One immediate and obvious observation from the night was the number of major award recipients who were not on hand. Elon Musk, Mark Zuckerberg and Travis Kalanick all sent surrogates to accept awards. Last year, green carpet attendees included Marc Benioff, Kalanick, Tinder co-founder Sean Rad, Snapchat founder Evan Spiegel and angel investor Ron Conway.
After the show was over, presenters and award winners posed with their statues, which resemble Diddy Kong with hair that has the texture of artichokes.
Benchmark’s Bill Gurley, winner of the VC of the Year award and one of the industry’s loudest critics of unicorn startups, took photos at the top of the green carpet.
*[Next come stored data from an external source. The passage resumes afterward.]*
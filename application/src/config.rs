//! [`Config`]-related definitions.

use std::path::PathBuf;

use common::{Money, Percent};
use config::{builder::DefaultState, ConfigBuilder, ConfigError};
use serde::Deserialize;
use service::domain::cart;
use smart_default::SmartDefault;

/// Application configuration.
#[derive(Clone, Debug, Default, Deserialize)]
pub struct Config {
    /// Pricing configuration.
    #[serde(default)]
    pub pricing: Pricing,

    /// Catalog configuration.
    #[serde(default)]
    pub catalog: Catalog,

    /// Log configuration.
    #[serde(default)]
    pub log: Log,
}

impl Config {
    /// Creates a new [`Config`] by:
    /// - loading it from the provided `path` (if any);
    /// - merging it with the environment variables (if any);
    /// - using default values for missing fields.
    ///
    /// # Errors
    ///
    /// Returns an error if the configuration is invalid.
    pub fn new(path: impl AsRef<str>) -> Result<Self, ConfigError> {
        let config: Self = ConfigBuilder::<DefaultState>::default()
            .add_source(config::File::with_name(path.as_ref()).required(false))
            .add_source(config::Environment::with_prefix("CONF").separator("."))
            .build()?
            .try_deserialize()?;

        if config.pricing.documentation_fee.is_negative() {
            return Err(ConfigError::Message(
                "`pricing.documentation_fee` must not be negative".into(),
            ));
        }

        Ok(config)
    }
}

/// Pricing configuration of cart totals.
#[derive(Clone, Copy, Debug, Deserialize, SmartDefault)]
#[serde(default)]
pub struct Pricing {
    /// Fixed documentation fee, also defining the currency of the totals.
    #[default(cart::Pricing::default().documentation_fee)]
    pub documentation_fee: Money,

    /// Estimated transfer tax, as a share of the subtotal.
    #[default(cart::Pricing::default().transfer_tax)]
    pub transfer_tax: Percent,
}

impl From<Pricing> for service::Config {
    fn from(value: Pricing) -> Self {
        let Pricing {
            documentation_fee,
            transfer_tax,
        } = value;

        Self {
            pricing: cart::Pricing {
                documentation_fee,
                transfer_tax,
            },
        }
    }
}

/// Catalog configuration.
#[derive(Clone, Debug, Default, Deserialize)]
#[serde(default)]
pub struct Catalog {
    /// Path to a catalog file replacing the built-in one.
    ///
    /// Its format is detected by the extension (`toml`, `json`, `yaml`).
    pub path: Option<PathBuf>,
}

/// Log configuration.
#[derive(Clone, Copy, Debug, Default, Deserialize)]
#[serde(default)]
pub struct Log {
    /// Log level.
    pub level: LogLevel,
}

/// Log level.
///
/// Defaults to [`LogLevel::Warn`] so the log doesn't interleave with the
/// rendered views.
#[derive(Clone, Copy, Debug, Default, Deserialize)]
#[serde(rename_all = "SCREAMING_SNAKE_CASE")]
pub enum LogLevel {
    /// Designates very low priority, often extremely verbose, information.
    Trace,

    /// Designates lower priority information.
    Debug,

    /// Designates useful information.
    Info,

    /// Designates hazardous situations.
    #[default]
    Warn,

    /// Designates very serious errors.
    Error,
}

impl From<LogLevel> for tracing::Level {
    fn from(value: LogLevel) -> Self {
        match value {
            LogLevel::Trace => Self::TRACE,
            LogLevel::Debug => Self::DEBUG,
            LogLevel::Info => Self::INFO,
            LogLevel::Warn => Self::WARN,
            LogLevel::Error => Self::ERROR,
        }
    }
}

#[cfg(test)]
mod spec {
    use super::{Config, Pricing};

    #[test]
    fn defaults_without_file() {
        let config = Config::new("definitely/missing/config").unwrap();

        assert_eq!(config.pricing.documentation_fee.to_string(), "5000BRL");
        assert_eq!(config.pricing.transfer_tax.to_string(), "2%");
        assert!(config.catalog.path.is_none());
        assert_eq!(tracing::Level::from(config.log.level), tracing::Level::WARN);
    }

    #[test]
    fn converts_into_service_config() {
        let service::Config { pricing } = Pricing::default().into();

        assert_eq!(pricing.currency().to_string(), "BRL");
    }
}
When asked what he thought about the current state of the market, he said that he expects Silicon Valley to “move onto a more sober environment.”
“But that’s not the proper topic of conversation at an awards show,” he added.
Michael Arrington, who attempted a more discreet exit, said that this year’s show “was definitely better than last year.”
As for the way things have been going? How do the Crunchies fit into the current chaos?
“Well, things have changed a lot. And they’re going to change more.”
*One company that wasn’t targeted: BuzzFeed, whose founder and CEO is Chelsea Peretti’s brother, Jonah Peretti.
** The phone number he gave is legit. We checked.